Micah Parsons said Wednesday he will not be on the field when the Green Bay Packers open the 2026 season, putting a mid-October return in view as he works back from ACL surgery and a meniscus procedure. The linebacker said the team is following a strict nine-month rehab plan, and that timeline keeps him from being expected back before Sept. 29.
That puts Parsons on track to miss at least the first four games of the regular season, with Green Bay opening against the Minnesota Vikings, New York Jets, Atlanta Falcons and Tampa Bay Buccaneers. If his rehab stays on schedule, the earliest realistic return window would land around Week 5 against the Chicago Bears on Oct. 11 or Week 6 against the Dallas Cowboys on Oct. 18.
Parsons' update matters because it gives the clearest date yet for a player the Packers expect to lean on for the long haul. He said on May 29 that he had just passed his fifth month of recovery and had started running on an AlterG treadmill over the previous two weeks, a sign the work is moving forward even if the finish line is still distant. He also said he and the team are aligned around the bigger picture, with the focus on getting him back for the stretch run rather than forcing an early debut.
He did not hide how hard that has been. Parsons said it is difficult to accept missing more time than he wants and just as difficult to accept the injury itself, which replayed in his mind after he was hurt in Week 15 on Dec. 14 against the Denver Broncos. Surgery followed on Dec. 29, and since then the plan has been simple even if it is frustrating: do the rehab fully, trust the data and avoid the kind of early return that could trigger a setback.

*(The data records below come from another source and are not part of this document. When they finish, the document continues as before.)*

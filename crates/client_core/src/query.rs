//! Question/answer session state and its request lifecycle.

use shared::{
    domain::{RequestId, NO_ANSWER_PLACEHOLDER, SAMPLE_QUERIES},
    protocol::QueryResponse,
};
use tracing::{debug, info, warn};

use crate::{
    clipboard::ClipboardSink, config::ClientConfig, error::ClientError, http::QueryApi,
    request::RequestTracker,
};

#[derive(Debug, Clone, Copy, PartialEq, Eq)]
pub enum QueryStatus {
    Idle,
    Loading,
    Answered,
    Errored,
}

#[derive(Debug, Clone, PartialEq, Eq)]
enum QueryPhase {
    Idle,
    Loading,
    Answered(String),
    Errored(String),
}

/// A submitted question waiting to be sent to the backend.
#[derive(Debug, Clone, PartialEq, Eq)]
pub struct PendingQuery {
    pub request_id: RequestId,
    pub question: String,
}

#[derive(Debug, Clone)]
pub struct QueryController {
    question: String,
    phase: QueryPhase,
    tracker: RequestTracker,
    unreachable_message: String,
    revision: u64,
}

impl QueryController {
    pub fn new(config: &ClientConfig) -> Self {
        Self {
            question: String::new(),
            phase: QueryPhase::Idle,
            tracker: RequestTracker::new(),
            unreachable_message: config.backend_unreachable_message(),
            revision: 0,
        }
    }

    pub fn status(&self) -> QueryStatus {
        match self.phase {
            QueryPhase::Idle => QueryStatus::Idle,
            QueryPhase::Loading => QueryStatus::Loading,
            QueryPhase::Answered(_) => QueryStatus::Answered,
            QueryPhase::Errored(_) => QueryStatus::Errored,
        }
    }

    pub fn is_loading(&self) -> bool {
        self.phase == QueryPhase::Loading
    }

    pub fn question(&self) -> &str {
        &self.question
    }

    /// Input buffer for text widgets.
    pub fn question_mut(&mut self) -> &mut String {
        &mut self.question
    }

    pub fn set_question(&mut self, text: impl Into<String>) {
        self.question = text.into();
        self.touch();
    }

    pub fn answer_text(&self) -> &str {
        match &self.phase {
            QueryPhase::Answered(answer) => answer,
            _ => "",
        }
    }

    pub fn error_message(&self) -> &str {
        match &self.phase {
            QueryPhase::Errored(message) => message,
            _ => "",
        }
    }

    pub fn revision(&self) -> u64 {
        self.revision
    }

    pub fn sample_queries() -> &'static [&'static str] {
        SAMPLE_QUERIES
    }

    /// Accepts the current question buffer for sending.
    ///
    /// Blank questions are ignored without touching any state.
    pub fn submit_query(&mut self) -> Option<PendingQuery> {
        let question = self.question.trim();
        if question.is_empty() {
            return None;
        }
        let question = question.to_string();

        let request_id = self.tracker.issue();
        self.phase = QueryPhase::Loading;
        self.touch();
        debug!(%request_id, "query submitted");
        Some(PendingQuery {
            request_id,
            question,
        })
    }

    /// Applies the outcome of a request issued by [`Self::submit_query`].
    ///
    /// Returns `false` when the request was superseded and nothing changed.
    pub fn apply_answer(
        &mut self,
        request_id: RequestId,
        outcome: Result<QueryResponse, ClientError>,
    ) -> bool {
        if !self.tracker.accept(request_id) {
            debug!(%request_id, "ignoring stale query response");
            return false;
        }

        self.phase = match outcome {
            Ok(response) => {
                let answer = response
                    .answer_text()
                    .unwrap_or(NO_ANSWER_PLACEHOLDER)
                    .to_string();
                info!(%request_id, "query answered");
                QueryPhase::Answered(answer)
            }
            Err(err) => {
                warn!(%request_id, error = %err, "query request failed");
                QueryPhase::Errored(self.unreachable_message.clone())
            }
        };
        self.touch();
        true
    }

    /// Submits the current question and waits for the backend.
    pub async fn submit_with<A: QueryApi + ?Sized>(&mut self, api: &A) -> QueryStatus {
        if let Some(pending) = self.submit_query() {
            let outcome = api.ask(&pending.question).await;
            self.apply_answer(pending.request_id, outcome);
        }
        self.status()
    }

    /// Replaces the question with the sample at `index`.
    pub fn select_sample_query(&mut self, index: usize) -> bool {
        let Some(sample) = SAMPLE_QUERIES.get(index) else {
            return false;
        };
        self.set_question(*sample);
        true
    }

    pub fn can_clear(&self) -> bool {
        !self.is_loading() && !(self.answer_text().is_empty() && self.question.is_empty())
    }

    pub fn clear_session(&mut self) -> bool {
        if !self.can_clear() {
            return false;
        }
        self.question.clear();
        self.phase = QueryPhase::Idle;
        self.touch();
        true
    }

    /// Copies the answer to `clipboard`; failures are logged and dropped.
    pub fn copy_answer(&self, clipboard: &mut dyn ClipboardSink) -> bool {
        let answer = self.answer_text();
        if answer.is_empty() {
            return false;
        }
        match clipboard.set_text(answer) {
            Ok(()) => true,
            Err(err) => {
                debug!("clipboard copy failed: {err:#}");
                false
            }
        }
    }

    fn touch(&mut self) {
        self.revision = self.revision.wrapping_add(1);
    }
}

#[cfg(test)]
#[path = "tests/query_tests.rs"]
mod tests;
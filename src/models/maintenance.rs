//! Modelo de MaintenanceRecord
//!
//! Un registro abierto (sin `completed_at`) mantiene el vehículo en
//! estado `maintenance`.

use chrono::{DateTime, Utc};
use rust_decimal::Decimal;
use serde::{Deserialize, Serialize};
use sqlx::FromRow;
use uuid::Uuid;

#[derive(Debug, Clone, Serialize, Deserialize, FromRow)]
pub struct MaintenanceRecord {
    pub id: Uuid,
    pub car_id: Uuid,
    pub license_plate: String,
    pub description: String,
    pub cost: Option<Decimal>,
    pub mileage: Option<i32>,
    pub started_at: DateTime<Utc>,
    pub completed_at: Option<DateTime<Utc>>,
    pub created_by: Option<Uuid>,
    pub created_at: DateTime<Utc>,
}

impl MaintenanceRecord {
    pub fn is_open(&self) -> bool {
        self.completed_at.is_none()
    }
}
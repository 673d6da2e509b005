use axum::{
    extract::State,
    http::header,
    middleware,
    response::{IntoResponse, Response},
    routing::{get, post, put},
    Extension, Json, Router,
};

use crate::controllers::auth_controller::AuthController;
use crate::dto::api_response::ApiResponse;
use crate::dto::auth_dto::{ChangePasswordRequest, LoginRequest};
use crate::dto::user_dto::UserResponse;
use crate::middleware::auth::{auth_middleware, AuthenticatedUser};
use crate::state::AppState;
use crate::utils::errors::AppError;
use crate::utils::jwt::{clear_session_cookie, session_cookie};

/// `/login` y `/logout` son públicas; el resto exige sesión
pub fn create_auth_router(state: AppState) -> Router<AppState> {
    Router::new()
        .route("/me", get(me))
        .route("/password", put(change_password))
        .route_layer(middleware::from_fn_with_state(state, auth_middleware))
        .route("/login", post(login))
        .route("/logout", post(logout))
}

async fn login(
    State(state): State<AppState>,
    Json(request): Json<LoginRequest>,
) -> Result<Response, AppError> {
    let controller = AuthController::new(state.pool.clone());
    let response = controller.login(request, &state.jwt).await?;

    let cookie = session_cookie(&response.token, state.jwt.expiration, state.config.cookie_secure);
    Ok(([(header::SET_COOKIE, cookie)], Json(response)).into_response())
}

async fn logout() -> impl IntoResponse {
    (
        [(header::SET_COOKIE, clear_session_cookie())],
        Json(ApiResponse::message("Sesión cerrada")),
    )
}

async fn me(
    State(state): State<AppState>,
    Extension(user): Extension<AuthenticatedUser>,
) -> Result<Json<UserResponse>, AppError> {
    let controller = AuthController::new(state.pool.clone());
    let response = controller.me(user.user_id).await?;
    Ok(Json(response))
}

async fn change_password(
    State(state): State<AppState>,
    Extension(user): Extension<AuthenticatedUser>,
    Json(request): Json<ChangePasswordRequest>,
) -> Result<Json<ApiResponse<()>>, AppError> {
    let controller = AuthController::new(state.pool.clone());
    controller.change_password(user.user_id, request).await?;
    Ok(Json(ApiResponse::message("Contraseña actualizada")))
}
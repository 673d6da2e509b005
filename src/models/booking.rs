//! Modelo de Booking
//!
//! Una reserva de vehículo para un rango de fecha/hora. Todas las
//! transiciones de estado pasan por [`BookingStatus::transition`].
//!
//! ```text
//! pending ──approve──▶ approved ──return──▶ completed
//!    │                    │
//!    ├──reject──▶ rejected│
//!    └──cancel──▶ cancelled ◀──cancel──┘
//! ```

use chrono::{DateTime, NaiveDate, NaiveDateTime, NaiveTime, Utc};
use serde::{Deserialize, Serialize};
use sqlx::{FromRow, Type};
use uuid::Uuid;

use crate::utils::errors::AppError;

/// Estado de la reserva - mapea al ENUM booking_status
#[derive(Debug, Clone, Copy, Serialize, Deserialize, Type, PartialEq, Eq)]
#[sqlx(type_name = "booking_status", rename_all = "lowercase")]
#[serde(rename_all = "lowercase")]
pub enum BookingStatus {
    Pending,
    Approved,
    Rejected,
    Completed,
    Cancelled,
}

/// Acciones que cambian el estado de una reserva
#[derive(Debug, Clone, Copy, PartialEq, Eq)]
pub enum BookingAction {
    Approve,
    Reject,
    Return,
    Cancel,
}

impl BookingAction {
    pub fn as_str(&self) -> &'static str {
        match self {
            BookingAction::Approve => "approve",
            BookingAction::Reject => "reject",
            BookingAction::Return => "return",
            BookingAction::Cancel => "cancel",
        }
    }
}

impl BookingStatus {
    pub fn as_str(&self) -> &'static str {
        match self {
            BookingStatus::Pending => "pending",
            BookingStatus::Approved => "approved",
            BookingStatus::Rejected => "rejected",
            BookingStatus::Completed => "completed",
            BookingStatus::Cancelled => "cancelled",
        }
    }

    /// Aplicar una acción y devolver el nuevo estado
    pub fn transition(self, action: BookingAction) -> Result<BookingStatus, AppError> {
        use BookingAction::*;
        use BookingStatus::*;

        match (self, action) {
            (Pending, Approve) => Ok(Approved),
            (Pending, Reject) => Ok(Rejected),
            (Approved, Return) => Ok(Completed),
            (Pending | Approved, Cancel) => Ok(Cancelled),
            (from, action) => Err(AppError::Conflict(format!(
                "Cannot {} a booking that is {}",
                action.as_str(),
                from.as_str()
            ))),
        }
    }
}

/// Booking - mapea exactamente a la tabla bookings
#[derive(Debug, Clone, Serialize, Deserialize, FromRow)]
pub struct Booking {
    pub id: Uuid,
    pub user_id: Uuid,
    pub car_id: Uuid,
    pub start_date: NaiveDate,
    pub start_time: NaiveTime,
    pub end_date: NaiveDate,
    pub end_time: NaiveTime,
    pub destination: String,
    pub purpose: Option<String>,
    pub passengers: i32,
    pub status: BookingStatus,
    pub start_mileage: Option<i32>,
    pub end_mileage: Option<i32>,
    pub distance: Option<i32>,
    pub approved_by: Option<Uuid>,
    pub approved_at: Option<DateTime<Utc>>,
    pub rejection_reason: Option<String>,
    pub returned_at: Option<DateTime<Utc>>,
    pub created_at: DateTime<Utc>,
    pub updated_at: DateTime<Utc>,
}

impl Booking {
    pub fn starts_at(&self) -> NaiveDateTime {
        self.start_date.and_time(self.start_time)
    }

    pub fn ends_at(&self) -> NaiveDateTime {
        self.end_date.and_time(self.end_time)
    }
}

/// Reserva con los datos del solicitante y del vehículo para listados
#[derive(Debug, Clone, Serialize, Deserialize, FromRow)]
pub struct BookingDetails {
    #[sqlx(flatten)]
    #[serde(flatten)]
    pub booking: Booking,
    pub user_full_name: String,
    pub department: Option<String>,
    pub license_plate: String,
    pub car_brand: String,
    pub car_model: String,
    pub approver_name: Option<String>,
}
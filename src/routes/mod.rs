//! Router de la aplicación
//!
//! Todo lo que cuelga de `/api` exige sesión salvo `/api/auth/login` y
//! `/api/auth/logout`. Las imágenes subidas se sirven en `/uploads`.

pub mod auth_routes;
pub mod booking_routes;
pub mod business_card_routes;
pub mod car_routes;
pub mod car_type_routes;
pub mod dashboard_routes;
pub mod maintenance_routes;
pub mod user_routes;

use std::time::Duration;

use axum::{
    extract::{DefaultBodyLimit, State},
    middleware,
    routing::get,
    Json, Router,
};
use serde_json::{json, Value};
use tower::ServiceBuilder;
use tower_http::{compression::CompressionLayer, services::ServeDir, timeout::TimeoutLayer, trace::TraceLayer};

use crate::middleware::auth::auth_middleware;
use crate::middleware::cors::cors_layer_for;
use crate::state::AppState;

const REQUEST_TIMEOUT: Duration = Duration::from_secs(30);

/// Margen sobre el tamaño máximo de imagen: base64 ocupa 4/3 más el JSON
fn body_limit(max_upload_bytes: usize) -> usize {
    max_upload_bytes / 3 * 4 + 64 * 1024
}

pub fn create_app(state: AppState) -> Router {
    let protected = Router::new()
        .nest("/users", user_routes::create_user_router())
        .nest("/car-types", car_type_routes::create_car_type_router())
        .nest("/cars", car_routes::create_car_router())
        .nest("/bookings", booking_routes::create_booking_router())
        .nest("/maintenance", maintenance_routes::create_maintenance_router())
        .nest("/business-cards", business_card_routes::create_business_card_router())
        .nest("/dashboard", dashboard_routes::create_dashboard_router())
        .route_layer(middleware::from_fn_with_state(state.clone(), auth_middleware));

    let api = protected.nest("/auth", auth_routes::create_auth_router(state.clone()));
    let limit = body_limit(state.config.max_upload_bytes);

    Router::new()
        .route("/health", get(health))
        .nest("/api", api)
        .nest_service("/uploads", ServeDir::new(&state.config.upload_dir))
        .layer(
            ServiceBuilder::new()
                .layer(TraceLayer::new_for_http())
                .layer(cors_layer_for(&state.config.cors_origins))
                .layer(TimeoutLayer::new(REQUEST_TIMEOUT))
                .layer(CompressionLayer::new())
                .layer(DefaultBodyLimit::max(limit)),
        )
        .with_state(state)
}

async fn health(State(state): State<AppState>) -> Json<Value> {
    let database = match sqlx::query("SELECT 1").execute(&state.pool).await {
        Ok(_) => "ok",
        Err(_) => "unavailable",
    };

    Json(json!({
        "status": "ok",
        "database": database,
        "environment": state.config.environment,
        "timestamp": chrono::Utc::now().to_rfc3339(),
    }))
}
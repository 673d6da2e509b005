//! Configuración de base de datos
//!
//! Este módulo maneja la conexión y configuración de PostgreSQL con SQLx.

use anyhow::{Context, Result};
use sqlx::postgres::{PgPool, PgPoolOptions};
use std::time::Duration;

/// Configuración de la base de datos
#[derive(Debug, Clone)]
pub struct DatabaseConfig {
    pub url: String,
    pub max_connections: u32,
    pub min_connections: u32,
    pub connect_timeout: Duration,
    pub idle_timeout: Duration,
    pub max_lifetime: Duration,
}

impl DatabaseConfig {
    pub fn from_env() -> Result<Self> {
        let url = std::env::var("DATABASE_URL")
            .context("DATABASE_URL must be set in environment variables")?;
        let max_connections = std::env::var("DATABASE_MAX_CONNECTIONS")
            .ok()
            .and_then(|v| v.parse().ok())
            .unwrap_or(20);

        Ok(Self {
            url,
            max_connections,
            ..Self::with_url("")
        })
    }

    /// Valores por defecto para una URL concreta
    pub fn with_url(url: &str) -> Self {
        Self {
            url: url.to_string(),
            max_connections: 20,
            min_connections: 2,
            connect_timeout: Duration::from_secs(30),
            idle_timeout: Duration::from_secs(300),
            max_lifetime: Duration::from_secs(3600),
        }
    }

    /// Crear un nuevo pool de conexiones
    pub async fn create_pool(&self) -> Result<PgPool, sqlx::Error> {
        PgPoolOptions::new()
            .max_connections(self.max_connections)
            .min_connections(self.min_connections)
            .acquire_timeout(self.connect_timeout)
            .idle_timeout(self.idle_timeout)
            .max_lifetime(self.max_lifetime)
            .connect(&self.url)
            .await
    }
}

/// Enmascarar credenciales de la URL de la base de datos en logs
pub fn mask_database_url(url: &str) -> String {
    match (url.find("://"), url.rfind('@')) {
        (Some(scheme_end), Some(at_pos)) if at_pos > scheme_end => {
            format!("{}***:***@{}", &url[..scheme_end + 3], &url[at_pos + 1..])
        }
        _ => url.to_string(),
    }
}
//! Generación de tarjetas de visita en formato vCard 3.0 (RFC 2426)

use crate::models::business_card::BusinessCard;

/// Escapar un valor de texto según RFC 2426
fn escape(value: &str) -> String {
    let mut escaped = String::with_capacity(value.len());
    for c in value.chars() {
        match c {
            '\\' => escaped.push_str("\\\\"),
            ';' => escaped.push_str("\\;"),
            ',' => escaped.push_str("\\,"),
            '\n' => escaped.push_str("\\n"),
            '\r' => {}
            other => escaped.push(other),
        }
    }
    escaped
}

/// Separar "Nombre Apellido" en (apellido, nombres)
fn split_name(full_name: &str) -> (String, String) {
    let mut parts: Vec<&str> = full_name.split_whitespace().collect();
    match parts.len() {
        0 => (String::new(), String::new()),
        1 => (String::new(), parts[0].to_string()),
        _ => {
            let family = parts.pop().unwrap_or_default().to_string();
            (family, parts.join(" "))
        }
    }
}

pub fn render_vcard(card: &BusinessCard) -> String {
    let (family, given) = split_name(&card.full_name);

    let mut lines = vec![
        "BEGIN:VCARD".to_string(),
        "VERSION:3.0".to_string(),
        format!("N:{};{};;;", escape(&family), escape(&given)),
        format!("FN:{}", escape(&card.full_name)),
    ];

    let org = match (&card.company_name, &card.department) {
        (Some(company), Some(department)) => Some(format!("{};{}", escape(company), escape(department))),
        (Some(company), None) => Some(escape(company)),
        (None, Some(department)) => Some(escape(department)),
        (None, None) => None,
    };
    if let Some(org) = org {
        lines.push(format!("ORG:{}", org));
    }
    if let Some(position) = &card.position {
        lines.push(format!("TITLE:{}", escape(position)));
    }
    if let Some(phone) = &card.phone {
        lines.push(format!("TEL;TYPE=WORK,VOICE:{}", escape(phone)));
    }
    if let Some(email) = &card.email {
        lines.push(format!("EMAIL;TYPE=INTERNET,WORK:{}", escape(email)));
    }
    if let Some(address) = &card.address {
        lines.push(format!("ADR;TYPE=WORK:;;{};;;;", escape(address)));
    }
    if let Some(website) = &card.website {
        lines.push(format!("URL:{}", website));
    }
    lines.push(format!("REV:{}", card.updated_at.format("%Y-%m-%dT%H:%M:%SZ")));
    lines.push("END:VCARD".to_string());

    let mut vcard = lines.join("\r\n");
    vcard.push_str("\r\n");
    vcard
}

/// Nombre de archivo para la descarga
pub fn vcard_filename(card: &BusinessCard) -> String {
    let slug: String = card
        .full_name
        .chars()
        .map(|c| if c.is_alphanumeric() { c.to_ascii_lowercase() } else { '-' })
        .collect();
    let slug = slug.trim_matches('-');
    if slug.is_empty() {
        format!("{}.vcf", card.id)
    } else {
        format!("{}.vcf", slug)
    }
}
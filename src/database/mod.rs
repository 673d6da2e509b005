//! Módulo de base de datos
//!
//! Maneja la conexión y las migraciones de PostgreSQL

pub mod connection;

pub use connection::{run_migrations, DatabaseConnection};
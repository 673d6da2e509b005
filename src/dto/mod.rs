//! Objetos de transferencia (requests/responses de la API)

pub mod api_response;
pub mod auth_dto;
pub mod booking_dto;
pub mod business_card_dto;
pub mod car_dto;
pub mod dashboard_dto;
pub mod maintenance_dto;
pub mod user_dto;

pub use api_response::ApiResponse;
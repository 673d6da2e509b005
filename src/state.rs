//! Shared application state
//!
//! Este módulo define el estado compartido de la aplicación que se pasa
//! a través del router de Axum.

use sqlx::PgPool;

use crate::config::environment::EnvironmentConfig;
use crate::services::image_storage::ImageStorage;
use crate::utils::jwt::JwtConfig;

#[derive(Clone)]
pub struct AppState {
    pub pool: PgPool,
    pub config: EnvironmentConfig,
    pub jwt: JwtConfig,
    pub images: ImageStorage,
}

impl AppState {
    pub fn new(pool: PgPool, config: EnvironmentConfig) -> Self {
        let jwt = JwtConfig::from(&config);
        let images = ImageStorage::new(config.upload_dir.clone(), config.max_upload_bytes);

        Self {
            pool,
            config,
            jwt,
            images,
        }
    }
}
use axum::{
    extract::{Path, Query, State},
    routing::{get, put},
    Extension, Json, Router,
};
use uuid::Uuid;

use crate::controllers::booking_controller::BookingController;
use crate::dto::api_response::ApiResponse;
use crate::dto::booking_dto::{BookingFilters, CreateBookingRequest, RejectBookingRequest, ReturnBookingRequest};
use crate::middleware::auth::AuthenticatedUser;
use crate::models::booking::BookingDetails;
use crate::state::AppState;
use crate::utils::errors::AppError;

pub fn create_booking_router() -> Router<AppState> {
    Router::new()
        .route("/", get(list_bookings).post(create_booking))
        .route("/:id", get(get_booking))
        .route("/:id/approve", put(approve_booking))
        .route("/:id/reject", put(reject_booking))
        .route("/:id/return", put(return_booking))
        .route("/:id/cancel", put(cancel_booking))
}

async fn list_bookings(
    State(state): State<AppState>,
    Extension(actor): Extension<AuthenticatedUser>,
    Query(filters): Query<BookingFilters>,
) -> Result<Json<Vec<BookingDetails>>, AppError> {
    let controller = BookingController::new(state.pool.clone());
    Ok(Json(controller.list(&actor, filters).await?))
}

async fn get_booking(
    State(state): State<AppState>,
    Extension(actor): Extension<AuthenticatedUser>,
    Path(id): Path<Uuid>,
) -> Result<Json<BookingDetails>, AppError> {
    let controller = BookingController::new(state.pool.clone());
    Ok(Json(controller.get_by_id(&actor, id).await?))
}

async fn create_booking(
    State(state): State<AppState>,
    Extension(actor): Extension<AuthenticatedUser>,
    Json(request): Json<CreateBookingRequest>,
) -> Result<Json<ApiResponse<BookingDetails>>, AppError> {
    let controller = BookingController::new(state.pool.clone());
    Ok(Json(controller.create(&actor, request).await?))
}

async fn approve_booking(
    State(state): State<AppState>,
    Extension(actor): Extension<AuthenticatedUser>,
    Path(id): Path<Uuid>,
) -> Result<Json<ApiResponse<BookingDetails>>, AppError> {
    let controller = BookingController::new(state.pool.clone());
    Ok(Json(controller.approve(&actor, id).await?))
}

// El motivo es opcional: se acepta un cuerpo vacío
async fn reject_booking(
    State(state): State<AppState>,
    Extension(actor): Extension<AuthenticatedUser>,
    Path(id): Path<Uuid>,
    request: Option<Json<RejectBookingRequest>>,
) -> Result<Json<ApiResponse<BookingDetails>>, AppError> {
    let request = request.map(|Json(r)| r).unwrap_or_default();
    let controller = BookingController::new(state.pool.clone());
    Ok(Json(controller.reject(&actor, id, request).await?))
}

async fn return_booking(
    State(state): State<AppState>,
    Extension(actor): Extension<AuthenticatedUser>,
    Path(id): Path<Uuid>,
    Json(request): Json<ReturnBookingRequest>,
) -> Result<Json<ApiResponse<BookingDetails>>, AppError> {
    let controller = BookingController::new(state.pool.clone());
    Ok(Json(controller.return_car(&actor, id, request).await?))
}

async fn cancel_booking(
    State(state): State<AppState>,
    Extension(actor): Extension<AuthenticatedUser>,
    Path(id): Path<Uuid>,
) -> Result<Json<ApiResponse<BookingDetails>>, AppError> {
    let controller = BookingController::new(state.pool.clone());
    Ok(Json(controller.cancel(&actor, id).await?))
}
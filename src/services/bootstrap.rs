//! Creación del primer administrador
//!
//! Si no existe ningún administrador activo y están definidas
//! `ADMIN_USERNAME` y `ADMIN_PASSWORD`, se crea uno al arrancar.

use sqlx::PgPool;
use tracing::{info, warn};

use crate::models::user::UserRole;
use crate::repositories::user_repository::{NewUser, UserRepository};
use crate::services::password::hash_password;
use crate::utils::errors::AppResult;

pub async fn ensure_admin(pool: &PgPool) -> AppResult<()> {
    let repository = UserRepository::new(pool.clone());
    if repository.admin_exists().await? {
        return Ok(());
    }

    let (Ok(username), Ok(password)) = (std::env::var("ADMIN_USERNAME"), std::env::var("ADMIN_PASSWORD")) else {
        warn!("⚠️ No hay administradores y ADMIN_USERNAME/ADMIN_PASSWORD no están definidos");
        return Ok(());
    };

    if repository.username_exists(&username).await? {
        warn!(username = %username, "⚠️ El usuario administrador inicial ya existe con otro rol");
        return Ok(());
    }

    let password_hash = hash_password(&password).await?;
    repository
        .create(NewUser {
            username: username.clone(),
            password_hash,
            full_name: "Administrator".to_string(),
            email: None,
            phone: None,
            department: None,
            position: None,
            role: UserRole::Admin,
        })
        .await?;

    info!(username = %username, "👤 Administrador inicial creado");
    Ok(())
}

That is why the Packers are likely to begin the season without him, most likely with Parsons on the physically unable to perform list if the medical timeline does not change. The next checkpoint is whether he reaches that mid-October window or slips beyond it, but for now the message is clear: Parsons is choosing durability over urgency, even if it costs him the start of the season and more time on the sideline than he wants.